Light Among The Shadows

Philip Jeyaretnam pays tribute to the late Leonard Cohen, who was more poet than mere songwriter.

Published Fri, Nov 18, 2016 · 09:50 PM

THREE years ago I flew to Rome to hear Leonard Cohen in concert. He was nearing the end of a series of world tours, prompted by the loss of millions of dollars to embezzlement on the part of a trusted manager. This fateful turn of events resulted also in the production of three great albums, two of which were written in his eighties. Last month saw the release of his final album, You Want it Darker, a playful title that evoked his lifelong exploration of gloom and shadows.

His response to the theft of the financial fruits of so much of his creative endeavour was an epic demonstration of resilience.
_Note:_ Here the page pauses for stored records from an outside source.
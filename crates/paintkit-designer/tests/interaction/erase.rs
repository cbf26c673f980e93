use paintkit_designer::{KeyPress, SceneEvent, ShapeKind};
use paintkit_raster::PaintOp;
use paintkit_settings::PaintConfig;

use crate::common::{controller, drag, p};

#[test]
fn test_freehand_eraser_reports_each_sample() {
    let mut c = controller();
    c.key(&KeyPress::new("x"));
    assert_eq!(c.tools().tool, ShapeKind::EraseFreehand);

    c.pointer_down(p(5.0, 5.0));
    c.pointer_move(p(6.0, 7.0));
    c.pointer_up(p(6.0, 7.0));

    let events = c.take_events();
    assert_eq!(
        events,
        vec![
            SceneEvent::EraseStroke { point: p(5.0, 5.0), size: 4.0 },
            SceneEvent::EraseStroke { point: p(6.0, 7.0), size: 4.0 },
            SceneEvent::EraseStrokeFinished {
                points: vec![p(5.0, 5.0), p(6.0, 7.0)],
                size: 4.0,
            },
        ]
    );

    let background = PaintConfig::default().canvas.background;
    let shape = &c.scene().shapes()[0];
    assert_eq!(shape.color, background);
    assert_eq!(shape.stroke_width, 4.0);
    assert!(c.surface().frame().iter().any(|op| matches!(
        op,
        PaintOp::Polyline { style, closed: false, .. } if style.color == background && style.width == 4.0
    )));
}

#[test]
fn test_area_eraser_fills_box_with_background() {
    let mut c = controller();
    drag(&mut c, ShapeKind::EraseArea, p(20.0, 30.0), p(0.0, 0.0));

    assert_eq!(
        c.take_events(),
        vec![SceneEvent::EraseArea { start: p(20.0, 30.0), end: p(0.0, 0.0) }]
    );

    let background = PaintConfig::default().canvas.background;
    assert_eq!(
        c.surface().frame(),
        &[PaintOp::Rect { x: 0.0, y: 0.0, width: 20.0, height: 30.0, color: background }]
    );

    // Area erases are listed, so they can be undone.
    c.undo();
    assert!(c.surface().frame().is_empty());
}

#[test]
fn test_area_eraser_preview_is_dashed() {
    let mut c = controller();
    c.set_tool(ShapeKind::EraseArea);
    c.pointer_down(p(10.0, 10.0));
    c.pointer_move(p(40.0, 40.0));

    assert!(c.surface().frame().iter().any(|op| matches!(
        op,
        PaintOp::Polyline { style, closed: true, .. } if style.dash.is_some()
    )));
}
That night in Rome, the man on stage defied his age to captivate a packed audience of old and young. Almost 80, he performed for three hours, with tremendous verve and energy, ranging both through classics like 'So long, Marianne' and 'Suzanne', as well as showing off new songs fresh off his latest album Old Ideas, like 'Going Home' and 'Darkness'.

At the end of the evening, he bade us goodnight, telling us to go home with or to our loved ones, but if that was not possible then to enjoy the solitude. That evening I did go home with my loved one, yet it was the parting shot that stayed with me. It was a light-hearted farewell, but hinted at the central theme of his life, and his music, that we flirt with love, but marry loneliness. In 'Darkness', Cohen, who had often times plumbed the depths of depression, offers the insight that in the midst of darkness, shades of grey become points of light. While in 'Going Home', which begins with the singer addressing Leonard directly (I love to speak with Leonard / He's a sportsman and a shepherd / He's a lazy bastard / Living in a suit) Cohen describes in three lines the motivation for his writing and living: He wants to write a love song / An anthem of forgiving / A manual for living with defeat.
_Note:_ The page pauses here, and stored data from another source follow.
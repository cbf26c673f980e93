//! `data:` URLs carrying base64 images, the format the server exchanges
//! rasters in.

use std::fmt;
use std::io::Cursor;
use std::str::FromStr;

use base64::{engine::general_purpose, Engine as _};
use image::{DynamicImage, ImageFormat, RgbaImage};
use paintkit_core::ImageError;

const PNG_MIME: &str = "image/png";

/// A decoded `data:<mime>;base64,<payload>` URL.
#[derive(Debug, Clone, PartialEq, Eq)]
pub struct DataUrl {
    mime: String,
    bytes: Vec<u8>,
}

impl DataUrl {
    pub fn new(mime: impl Into<String>, bytes: Vec<u8>) -> Self {
        Self {
            mime: mime.into(),
            bytes,
        }
    }

    /// PNG-encodes `image`.
    pub fn from_image(image: &RgbaImage) -> Result<Self, ImageError> {
        let mut bytes = Cursor::new(Vec::new());
        DynamicImage::ImageRgba8(image.clone())
            .write_to(&mut bytes, ImageFormat::Png)
            .map_err(|e| ImageError::EncodeFailed {
                reason: e.to_string(),
            })?;
        Ok(Self::new(PNG_MIME, bytes.into_inner()))
    }

    pub fn mime(&self) -> &str {
        &self.mime
    }

    pub fn bytes(&self) -> &[u8] {
        &self.bytes
    }

    pub fn is_image(&self) -> bool {
        self.mime.starts_with("image/")
    }

    /// Decodes the payload into an RGBA raster.
    pub fn to_image(&self) -> Result<RgbaImage, ImageError> {
        image::load_from_memory(&self.bytes)
            .map(|img| img.to_rgba8())
            .map_err(|e| ImageError::DecodeFailed {
                reason: e.to_string(),
            })
    }
}

impl FromStr for DataUrl {
    type Err = ImageError;

    fn from_str(s: &str) -> Result<Self, Self::Err> {
        let invalid = |reason: &str| ImageError::InvalidDataUrl {
            reason: reason.to_string(),
        };

        let rest = s
            .trim()
            .strip_prefix("data:")
            .ok_or_else(|| invalid("missing 'data:' prefix"))?;
        let (header, payload) = rest
            .split_once(',')
            .ok_or_else(|| invalid("missing ',' separator"))?;
        let mime = header
            .strip_suffix(";base64")
            .ok_or_else(|| invalid("only base64 payloads are supported"))?;

        let bytes = general_purpose::STANDARD
            .decode(payload)
            .map_err(|e| ImageError::InvalidBase64 {
                reason: e.to_string(),
            })?;
        Ok(Self::new(mime, bytes))
    }
}

impl fmt::Display for DataUrl {
    fn fmt(&self, f: &mut fmt::Formatter<'_>) -> fmt::Result {
        write!(
            f,
            "data:{};base64,{}",
            self.mime,
            general_purpose::STANDARD.encode(&self.bytes)
        )
    }
}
When a man as extraordinarily talented as Cohen, whose creativity had a longevity few can dream of, speaks of darkness and defeat, it is both sobering and consoling.
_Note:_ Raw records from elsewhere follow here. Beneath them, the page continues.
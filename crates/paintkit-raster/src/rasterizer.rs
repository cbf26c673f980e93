//! Per-primitive painting entry points.
//!
//! Each function takes geometry, a [`Pen`] and an [`Algorithm`] and issues
//! paint calls against a [`Surface`]. `Raster` mode walks pixels with the
//! algorithms in [`crate::algorithms`] and stamps a disc (or a pixel, for the
//! midpoint circle) per visited pixel. `Primitive` mode hands the whole path
//! to the surface's native stroker.
//!
//! Nothing here fails. Degenerate geometry paints a single disc.

use paintkit_core::{Algorithm, CircleAlgorithm, Color, LineAlgorithm, PixelPoint, Point};
use serde::{Deserialize, Serialize};

use crate::algorithms::{
    bresenham_circle_points, bresenham_ellipse_points, bresenham_line_points, dda_line_points,
    flatten_cubic_bezier, flatten_quadratic_bezier, midpoint_circle_points, DEFAULT_BEZIER_STEPS,
};
use crate::surface::{StrokeStyle, Surface};

/// Color and stroke width for one shape.
#[derive(Debug, Clone, Copy, PartialEq)]
pub struct Pen {
    pub color: Color,
    pub width: f64,
}

impl Pen {
    pub fn new(color: Color, width: f64) -> Self {
        Self { color, width }
    }

    /// Radius of the disc stamped per pixel in raster mode.
    pub fn stamp_radius(&self) -> f64 {
        (self.width / 2.0).max(1.0)
    }

    pub fn stroke(&self) -> StrokeStyle {
        StrokeStyle::solid(self.color, self.width)
    }
}

/// Algorithm choices for raster mode.
#[derive(Debug, Clone, Copy, PartialEq, Eq, Serialize, Deserialize)]
#[serde(default)]
pub struct RasterOptions {
    pub line: LineAlgorithm,
    pub circle: CircleAlgorithm,
    pub bezier_steps: usize,
}

impl Default for RasterOptions {
    fn default() -> Self {
        Self {
            line: LineAlgorithm::Bresenham,
            circle: CircleAlgorithm::Bresenham,
            bezier_steps: DEFAULT_BEZIER_STEPS,
        }
    }
}

fn stamp<S: Surface + ?Sized>(surface: &mut S, pixels: &[PixelPoint], pen: &Pen) {
    let radius = pen.stamp_radius();
    for p in pixels {
        surface.fill_disc(p.to_point(), radius, pen.color);
    }
}

fn line_pixels(p1: Point, p2: Point, algorithm: LineAlgorithm) -> Vec<PixelPoint> {
    match algorithm {
        LineAlgorithm::Dda => dda_line_points(p1, p2),
        LineAlgorithm::Bresenham => bresenham_line_points(p1, p2),
    }
}

fn dot<S: Surface + ?Sized>(surface: &mut S, at: Point, pen: &Pen) {
    if at.is_finite() {
        surface.fill_disc(at.rounded().to_point(), pen.stamp_radius(), pen.color);
    }
}

/// Draws a straight segment, endpoints inclusive.
pub fn draw_line<S: Surface + ?Sized>(
    surface: &mut S,
    p1: Point,
    p2: Point,
    pen: &Pen,
    algorithm: Algorithm,
    options: &RasterOptions,
) {
    match algorithm {
        Algorithm::Raster => stamp(surface, &line_pixels(p1, p2, options.line), pen),
        Algorithm::Primitive => {
            if p1.rounded() == p2.rounded() {
                dot(surface, p1, pen);
            } else {
                surface.stroke_polyline(&[p1, p2], false, &pen.stroke());
            }
        }
    }
}

/// Draws a circle outline. A radius that rounds to zero paints one disc.
pub fn draw_circle<S: Surface + ?Sized>(
    surface: &mut S,
    center: Point,
    radius: f64,
    pen: &Pen,
    algorithm: Algorithm,
    options: &RasterOptions,
) {
    match algorithm {
        Algorithm::Raster => match options.circle {
            CircleAlgorithm::Bresenham => {
                stamp(surface, &bresenham_circle_points(center, radius), pen)
            }
            CircleAlgorithm::Midpoint => {
                for p in midpoint_circle_points(center, radius) {
                    surface.set_pixel(p.x, p.y, pen.color);
                }
            }
        },
        Algorithm::Primitive => {
            if radius.abs() < 0.5 {
                dot(surface, center, pen);
            } else {
                let r = radius.abs();
                surface.stroke_ellipse(center, r, r, &pen.stroke());
            }
        }
    }
}

/// Draws an axis-aligned ellipse outline around `center`.
pub fn draw_ellipse<S: Surface + ?Sized>(
    surface: &mut S,
    center: Point,
    rx: f64,
    ry: f64,
    pen: &Pen,
    algorithm: Algorithm,
) {
    let (rx, ry) = (rx.abs(), ry.abs());
    match algorithm {
        Algorithm::Raster => stamp(surface, &bresenham_ellipse_points(center, rx, ry), pen),
        Algorithm::Primitive => {
            if rx < 0.5 && ry < 0.5 {
                dot(surface, center, pen);
            } else if rx == 0.0 || ry == 0.0 {
                // A flat ellipse is the segment between its extremes.
                let a = Point::new(center.x - rx, center.y - ry);
                let b = Point::new(center.x + rx, center.y + ry);
                surface.stroke_polyline(&[a, b], false, &pen.stroke());
            } else {
                surface.stroke_ellipse(center, rx, ry, &pen.stroke());
            }
        }
    }
}

/// Corners of the bounding box of two points, clockwise from top-left.
pub fn rectangle_corners(c1: Point, c2: Point) -> [Point; 4] {
    let left = c1.x.min(c2.x);
    let top = c1.y.min(c2.y);
    let right = c1.x.max(c2.x);
    let bottom = c1.y.max(c2.y);
    [
        Point::new(left, top),
        Point::new(right, top),
        Point::new(right, bottom),
        Point::new(left, bottom),
    ]
}

/// Draws the four edges of the box spanned by two opposite corners.
pub fn draw_rectangle<S: Surface + ?Sized>(
    surface: &mut S,
    c1: Point,
    c2: Point,
    pen: &Pen,
    algorithm: Algorithm,
    options: &RasterOptions,
) {
    if c1.rounded() == c2.rounded() {
        dot(surface, c1, pen);
        return;
    }
    draw_polyline(surface, &rectangle_corners(c1, c2), true, pen, algorithm, options);
}

/// Draws connected segments through `points`.
///
/// The closing edge back to the first point is added only when `closed` is
/// set and there are at least three points.
pub fn draw_polyline<S: Surface + ?Sized>(
    surface: &mut S,
    points: &[Point],
    closed: bool,
    pen: &Pen,
    algorithm: Algorithm,
    options: &RasterOptions,
) {
    match points {
        [] => {}
        [only] => dot(surface, *only, pen),
        _ => {
            let close = closed && points.len() >= 3;
            match algorithm {
                Algorithm::Raster => {
                    for pair in points.windows(2) {
                        stamp(surface, &line_pixels(pair[0], pair[1], options.line), pen);
                    }
                    if close {
                        if let (Some(last), Some(first)) = (points.last(), points.first()) {
                            stamp(surface, &line_pixels(*last, *first, options.line), pen);
                        }
                    }
                }
                Algorithm::Primitive => surface.stroke_polyline(points, close, &pen.stroke()),
            }
        }
    }
}

/// Draws a closed polygon through `points`.
pub fn draw_polygon<S: Surface + ?Sized>(
    surface: &mut S,
    points: &[Point],
    pen: &Pen,
    algorithm: Algorithm,
    options: &RasterOptions,
) {
    draw_polyline(surface, points, true, pen, algorithm, options);
}

/// Draws the three edges between the first three points, in order.
///
/// With fewer than three points the available ones are joined as an open
/// path.
pub fn draw_triangle<S: Surface + ?Sized>(
    surface: &mut S,
    points: &[Point],
    pen: &Pen,
    algorithm: Algorithm,
    options: &RasterOptions,
) {
    if points.len() >= 3 {
        draw_polyline(surface, &points[..3], true, pen, algorithm, options);
    } else {
        draw_polyline(surface, points, false, pen, algorithm, options);
    }
}

fn to_points(pixels: Vec<PixelPoint>) -> Vec<Point> {
    pixels.into_iter().map(PixelPoint::to_point).collect()
}

/// Flattens a cubic curve and draws it as a polyline, closed on request.
pub fn draw_cubic_bezier<S: Surface + ?Sized>(
    surface: &mut S,
    control: [Point; 4],
    closed: bool,
    pen: &Pen,
    algorithm: Algorithm,
    options: &RasterOptions,
) {
    let [p0, p1, p2, p3] = control;
    let curve = to_points(flatten_cubic_bezier(p0, p1, p2, p3, options.bezier_steps));
    draw_polyline(surface, &curve, closed, pen, algorithm, options);
}

/// Flattens a quadratic curve and draws it as an open polyline.
pub fn draw_quadratic_bezier<S: Surface + ?Sized>(
    surface: &mut S,
    control: [Point; 3],
    pen: &Pen,
    algorithm: Algorithm,
    options: &RasterOptions,
) {
    let [p0, p1, p2] = control;
    let curve = to_points(flatten_quadratic_bezier(p0, p1, p2, options.bezier_steps));
    draw_polyline(surface, &curve, false, pen, algorithm, options);
}

/// Draws a freehand stroke. Raster mode always joins samples with DDA.
pub fn draw_freehand<S: Surface + ?Sized>(
    surface: &mut S,
    points: &[Point],
    pen: &Pen,
    algorithm: Algorithm,
) {
    let options = RasterOptions {
        line: LineAlgorithm::Dda,
        ..RasterOptions::default()
    };
    draw_polyline(surface, points, false, pen, algorithm, &options);
}

/// Paints the bounding box of two corners in the background color.
pub fn erase_area<S: Surface + ?Sized>(surface: &mut S, c1: Point, c2: Point, background: Color) {
    if !c1.is_finite() || !c2.is_finite() {
        return;
    }
    let [top_left, _, bottom_right, _] = rectangle_corners(c1, c2);
    surface.fill_rect(
        top_left.x,
        top_left.y,
        bottom_right.x - top_left.x,
        bottom_right.y - top_left.y,
        background,
    );
}

/// Strokes an open path in the background color with the given width.
pub fn erase_freehand<S: Surface + ?Sized>(
    surface: &mut S,
    points: &[Point],
    width: f64,
    background: Color,
) {
    match points {
        [] => {}
        [only] => {
            if only.is_finite() {
                surface.fill_disc(*only, (width / 2.0).max(1.0), background);
            }
        }
        _ => surface.stroke_polyline(points, false, &StrokeStyle::solid(background, width)),
    }
}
All of us live with defeat, failure, disappointment and bewilderment, and understanding the universality of this condition gives us the strength to persevere.

It is doubt not certainty, complexity not simplicity that enriches life. 'I'm Your Man' starts as a croon to romantic commitment.

A young man imagines himself the boxer, stepping into the ring for his woman. Yet when he is older he regrets the promises he could not keep. In 'Dance Me to the End of Love' he gives himself up, so that she can dance him to the end of love, and yet that phrase suggests not so much death in each other's arms but the likelihood that long before then, love ends and death will after all be solitary.

Like 'Going Home', 'Famous Blue Raincoat' expressly references the songwriter, taking the form of a letter to the lover who had left for another man signed off with the words Sincerely L. Cohen. While he accepts that the other man took the trouble from her eyes that he thought was there for good and which he consequently never tried to take away, he has to live with his abandonment, at four in the morning, as winter sets in in New York. Being a ladies' man did not preclude waking up alone.

Cohen's investigations of love and loss were deepened by his spirituality.

In 1995 he became an ordained Buddhist monk, yet more of his songs invoked biblical iconography than Buddhist. His song most covered by other artists, 'Hallelujah', addresses the Lord of Song, but ineluctably turns back to Samson's entrapment and betrayal by Delilah, who tied him to a kitchen chair and cut his hair.

Cohen's is sometimes a familiar trope of woman as hoped for salvation and ultimate undoing. But he never rests on that limited thought.

Solitude draws him to deeper, darker reflection, toward acknowledgment of shortcomings, and above all to our almost universal failure to love fully despite a myriad invitations to do so.

His music was surprisingly melodious and his gravelly voice always hypnotic. The world has lost a great poet, whose humility and candour made him a great man.